▶ [TASK STATEMENT] The full listing should be set down again precisely.

▶ [SUPPLIED RECORDS]

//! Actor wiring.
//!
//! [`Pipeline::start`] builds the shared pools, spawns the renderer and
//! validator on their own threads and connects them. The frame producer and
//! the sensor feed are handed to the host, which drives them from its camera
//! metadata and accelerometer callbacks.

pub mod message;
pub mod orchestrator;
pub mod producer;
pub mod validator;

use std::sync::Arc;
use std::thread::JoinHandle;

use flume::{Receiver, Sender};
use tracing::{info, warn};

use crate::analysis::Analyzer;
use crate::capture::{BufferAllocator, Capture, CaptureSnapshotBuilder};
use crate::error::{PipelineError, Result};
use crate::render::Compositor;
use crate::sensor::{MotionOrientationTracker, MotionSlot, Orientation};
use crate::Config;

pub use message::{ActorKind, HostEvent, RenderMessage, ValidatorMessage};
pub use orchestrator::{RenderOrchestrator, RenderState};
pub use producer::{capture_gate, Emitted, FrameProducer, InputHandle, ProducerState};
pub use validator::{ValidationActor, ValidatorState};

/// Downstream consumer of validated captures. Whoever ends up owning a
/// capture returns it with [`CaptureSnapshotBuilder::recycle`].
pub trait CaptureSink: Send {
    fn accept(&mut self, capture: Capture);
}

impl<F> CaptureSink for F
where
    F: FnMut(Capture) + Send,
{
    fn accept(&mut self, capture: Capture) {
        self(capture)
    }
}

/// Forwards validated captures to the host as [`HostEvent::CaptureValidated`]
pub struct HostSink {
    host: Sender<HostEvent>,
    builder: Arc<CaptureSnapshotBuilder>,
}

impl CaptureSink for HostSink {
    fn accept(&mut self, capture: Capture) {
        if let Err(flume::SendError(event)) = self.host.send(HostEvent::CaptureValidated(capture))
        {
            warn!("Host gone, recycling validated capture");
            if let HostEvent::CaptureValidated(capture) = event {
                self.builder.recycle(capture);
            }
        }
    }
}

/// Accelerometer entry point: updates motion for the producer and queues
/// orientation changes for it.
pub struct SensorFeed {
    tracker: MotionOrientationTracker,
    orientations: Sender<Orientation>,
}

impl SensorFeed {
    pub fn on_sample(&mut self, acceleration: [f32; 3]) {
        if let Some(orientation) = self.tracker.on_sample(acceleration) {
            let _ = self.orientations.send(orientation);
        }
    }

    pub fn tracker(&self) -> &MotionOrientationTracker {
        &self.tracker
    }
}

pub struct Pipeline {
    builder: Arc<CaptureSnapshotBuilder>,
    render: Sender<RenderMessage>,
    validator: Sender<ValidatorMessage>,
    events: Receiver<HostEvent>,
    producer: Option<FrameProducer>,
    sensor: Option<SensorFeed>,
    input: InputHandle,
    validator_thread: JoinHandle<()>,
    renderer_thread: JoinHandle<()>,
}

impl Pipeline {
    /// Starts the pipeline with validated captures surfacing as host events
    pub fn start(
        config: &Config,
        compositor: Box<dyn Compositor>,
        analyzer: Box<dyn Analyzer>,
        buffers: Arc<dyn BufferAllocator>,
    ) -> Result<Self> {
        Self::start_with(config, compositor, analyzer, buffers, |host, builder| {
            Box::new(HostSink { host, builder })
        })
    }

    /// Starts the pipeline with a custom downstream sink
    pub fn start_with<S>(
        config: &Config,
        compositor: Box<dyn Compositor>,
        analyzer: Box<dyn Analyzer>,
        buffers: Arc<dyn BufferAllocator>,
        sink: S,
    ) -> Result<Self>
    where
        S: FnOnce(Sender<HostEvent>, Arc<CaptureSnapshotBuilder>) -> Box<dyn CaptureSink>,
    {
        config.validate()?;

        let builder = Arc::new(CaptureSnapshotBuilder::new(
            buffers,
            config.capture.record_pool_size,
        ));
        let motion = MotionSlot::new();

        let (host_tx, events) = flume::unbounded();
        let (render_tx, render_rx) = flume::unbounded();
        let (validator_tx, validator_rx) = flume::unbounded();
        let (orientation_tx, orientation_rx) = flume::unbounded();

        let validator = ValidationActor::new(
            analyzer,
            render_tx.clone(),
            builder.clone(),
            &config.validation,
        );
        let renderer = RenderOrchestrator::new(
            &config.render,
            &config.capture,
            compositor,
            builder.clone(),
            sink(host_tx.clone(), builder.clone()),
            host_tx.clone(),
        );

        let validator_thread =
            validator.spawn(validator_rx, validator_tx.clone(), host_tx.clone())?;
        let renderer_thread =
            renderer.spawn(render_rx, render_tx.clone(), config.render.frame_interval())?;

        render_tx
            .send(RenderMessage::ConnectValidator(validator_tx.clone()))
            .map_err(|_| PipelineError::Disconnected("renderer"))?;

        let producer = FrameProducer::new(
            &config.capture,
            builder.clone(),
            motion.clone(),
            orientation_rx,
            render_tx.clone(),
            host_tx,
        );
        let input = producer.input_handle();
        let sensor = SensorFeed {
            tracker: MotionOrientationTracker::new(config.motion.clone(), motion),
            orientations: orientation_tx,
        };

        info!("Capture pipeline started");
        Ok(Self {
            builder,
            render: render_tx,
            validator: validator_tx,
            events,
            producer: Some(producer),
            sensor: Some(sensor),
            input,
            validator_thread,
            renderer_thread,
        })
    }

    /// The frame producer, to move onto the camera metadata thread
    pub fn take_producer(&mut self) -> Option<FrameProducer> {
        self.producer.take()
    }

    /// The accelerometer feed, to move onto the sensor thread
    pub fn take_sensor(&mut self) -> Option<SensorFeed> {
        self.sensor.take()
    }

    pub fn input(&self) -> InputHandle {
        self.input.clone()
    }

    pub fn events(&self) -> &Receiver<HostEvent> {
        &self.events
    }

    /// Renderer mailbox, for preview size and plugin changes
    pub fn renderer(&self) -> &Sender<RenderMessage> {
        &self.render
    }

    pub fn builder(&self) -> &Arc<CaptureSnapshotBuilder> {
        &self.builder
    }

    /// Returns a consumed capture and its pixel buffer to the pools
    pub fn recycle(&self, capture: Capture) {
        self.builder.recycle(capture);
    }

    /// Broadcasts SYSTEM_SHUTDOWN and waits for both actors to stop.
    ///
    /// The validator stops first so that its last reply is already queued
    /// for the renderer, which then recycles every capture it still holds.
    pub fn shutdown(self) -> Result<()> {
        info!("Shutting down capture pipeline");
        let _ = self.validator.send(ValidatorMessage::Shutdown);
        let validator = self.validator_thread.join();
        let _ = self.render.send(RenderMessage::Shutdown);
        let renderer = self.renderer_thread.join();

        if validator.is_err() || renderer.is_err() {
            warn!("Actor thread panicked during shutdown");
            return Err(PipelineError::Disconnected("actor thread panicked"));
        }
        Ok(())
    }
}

▶ [EXPECTED ANSWER]
//! Actor wiring.
//!
//! [`Pipeline::start`] builds the shared pools, spawns the renderer and
//! validator on their own threads and connects them. The frame producer and
//! the sensor feed are handed to the host, which drives them from its camera
//! metadata and accelerometer callbacks.

pub mod message;
pub mod orchestrator;
pub mod producer;
pub mod validator;

use std::sync::Arc;
use std::thread::JoinHandle;

use flume::{Receiver, Sender};
use tracing::{info, warn};

use crate::analysis::Analyzer;
use crate::capture::{BufferAllocator, Capture, CaptureSnapshotBuilder};
use crate::error::{PipelineError, Result};
use crate::render::Compositor;
use crate::sensor::{MotionOrientationTracker, MotionSlot, Orientation};
use crate::Config;

pub use message::{ActorKind, HostEvent, RenderMessage, ValidatorMessage};
pub use orchestrator::{RenderOrchestrator, RenderState};
pub use producer::{capture_gate, Emitted, FrameProducer, InputHandle, ProducerState};
pub use validator::{ValidationActor, ValidatorState};

/// Downstream consumer of validated captures. Whoever ends up owning a
/// capture returns it with [`CaptureSnapshotBuilder::recycle`].
pub trait CaptureSink: Send {
    fn accept(&mut self, capture: Capture);
}

impl<F> CaptureSink for F
where
    F: FnMut(Capture) + Send,
{
    fn accept(&mut self, capture: Capture) {
        self(capture)
    }
}

/// Forwards validated captures to the host as [`HostEvent::CaptureValidated`]
pub struct HostSink {
    host: Sender<HostEvent>,
    builder: Arc<CaptureSnapshotBuilder>,
}

impl CaptureSink for HostSink {
    fn accept(&mut self, capture: Capture) {
        if let Err(flume::SendError(event)) = self.host.send(HostEvent::CaptureValidated(capture))
        {
            warn!("Host gone, recycling validated capture");
            if let HostEvent::CaptureValidated(capture) = event {
                self.builder.recycle(capture);
            }
        }
    }
}

/// Accelerometer entry point: updates motion for the producer and queues
/// orientation changes for it.
pub struct SensorFeed {
    tracker: MotionOrientationTracker,
    orientations: Sender<Orientation>,
}

impl SensorFeed {
    pub fn on_sample(&mut self, acceleration: [f32; 3]) {
        if let Some(orientation) = self.tracker.on_sample(acceleration) {
            let _ = self.orientations.send(orientation);
        }
    }

    pub fn tracker(&self) -> &MotionOrientationTracker {
        &self.tracker
    }
}

pub struct Pipeline {
    builder: Arc<CaptureSnapshotBuilder>,
    render: Sender<RenderMessage>,
    validator: Sender<ValidatorMessage>,
    events: Receiver<HostEvent>,
    producer: Option<FrameProducer>,
    sensor: Option<SensorFeed>,
    input: InputHandle,
    validator_thread: JoinHandle<()>,
    renderer_thread: JoinHandle<()>,
}

impl Pipeline {
    /// Starts the pipeline with validated captures surfacing as host events
    pub fn start(
        config: &Config,
        compositor: Box<dyn Compositor>,
        analyzer: Box<dyn Analyzer>,
        buffers: Arc<dyn BufferAllocator>,
    ) -> Result<Self> {
        Self::start_with(config, compositor, analyzer, buffers, |host, builder| {
            Box::new(HostSink { host, builder })
        })
    }

    /// Starts the pipeline with a custom downstream sink
    pub fn start_with<S>(
        config: &Config,
        compositor: Box<dyn Compositor>,
        analyzer: Box<dyn Analyzer>,
        buffers: Arc<dyn BufferAllocator>,
        sink: S,
    ) -> Result<Self>
    where
        S: FnOnce(Sender<HostEvent>, Arc<CaptureSnapshotBuilder>) -> Box<dyn CaptureSink>,
    {
        config.validate()?;

        let builder = Arc::new(CaptureSnapshotBuilder::new(
            buffers,
            config.capture.record_pool_size,
        ));
        let motion = MotionSlot::new();

        let (host_tx, events) = flume::unbounded();
        let (render_tx, render_rx) = flume::unbounded();
        let (validator_tx, validator_rx) = flume::unbounded();
        let (orientation_tx, orientation_rx) = flume::unbounded();

        let validator = ValidationActor::new(
            analyzer,
            render_tx.clone(),
            builder.clone(),
            &config.validation,
        );
        let renderer = RenderOrchestrator::new(
            &config.render,
            &config.capture,
            compositor,
            builder.clone(),
            sink(host_tx.clone(), builder.clone()),
            host_tx.clone(),
        );

        let validator_thread =
            validator.spawn(validator_rx, validator_tx.clone(), host_tx.clone())?;
        let renderer_thread =
            renderer.spawn(render_rx, render_tx.clone(), config.render.frame_interval())?;

        render_tx
            .send(RenderMessage::ConnectValidator(validator_tx.clone()))
            .map_err(|_| PipelineError::Disconnected("renderer"))?;

        let producer = FrameProducer::new(
            &config.capture,
            builder.clone(),
            motion.clone(),
            orientation_rx,
            render_tx.clone(),
            host_tx,
        );
        let input = producer.input_handle();
        let sensor = SensorFeed {
            tracker: MotionOrientationTracker::new(config.motion.clone(), motion),
            orientations: orientation_tx,
        };

        info!("Capture pipeline started");
        Ok(Self {
            builder,
            render: render_tx,
            validator: validator_tx,
            events,
            producer: Some(producer),
            sensor: Some(sensor),
            input,
            validator_thread,
            renderer_thread,
        })
    }

    /// The frame producer, to move onto the camera metadata thread
    pub fn take_producer(&mut self) -> Option<FrameProducer> {
        self.producer.take()
    }

    /// The accelerometer feed, to move onto the sensor thread
    pub fn take_sensor(&mut self) -> Option<SensorFeed> {
        self.sensor.take()
    }

    pub fn input(&self) -> InputHandle {
        self.input.clone()
    }

    pub fn events(&self) -> &Receiver<HostEvent> {
        &self.events
    }

    /// Renderer mailbox, for preview size and plugin changes
    pub fn renderer(&self) -> &Sender<RenderMessage> {
        &self.render
    }

    pub fn builder(&self) -> &Arc<CaptureSnapshotBuilder> {
        &self.builder
    }

    /// Returns a consumed capture and its pixel buffer to the pools
    pub fn recycle(&self, capture: Capture) {
        self.builder.recycle(capture);
    }

    /// Broadcasts SYSTEM_SHUTDOWN and waits for both actors to stop.
    ///
    /// The validator stops first so that its last reply is already queued
    /// for the renderer, which then recycles every capture it still holds.
    pub fn shutdown(self) -> Result<()> {
        info!("Shutting down capture pipeline");
        let _ = self.validator.send(ValidatorMessage::Shutdown);
        let validator = self.validator_thread.join();
        let _ = self.render.send(RenderMessage::Shutdown);
        let renderer = self.renderer_thread.join();

        if validator.is_err() || renderer.is_err() {
            warn!("Actor thread panicked during shutdown");
            return Err(PipelineError::Disconnected("actor thread panicked"));
        }
        Ok(())
    }
}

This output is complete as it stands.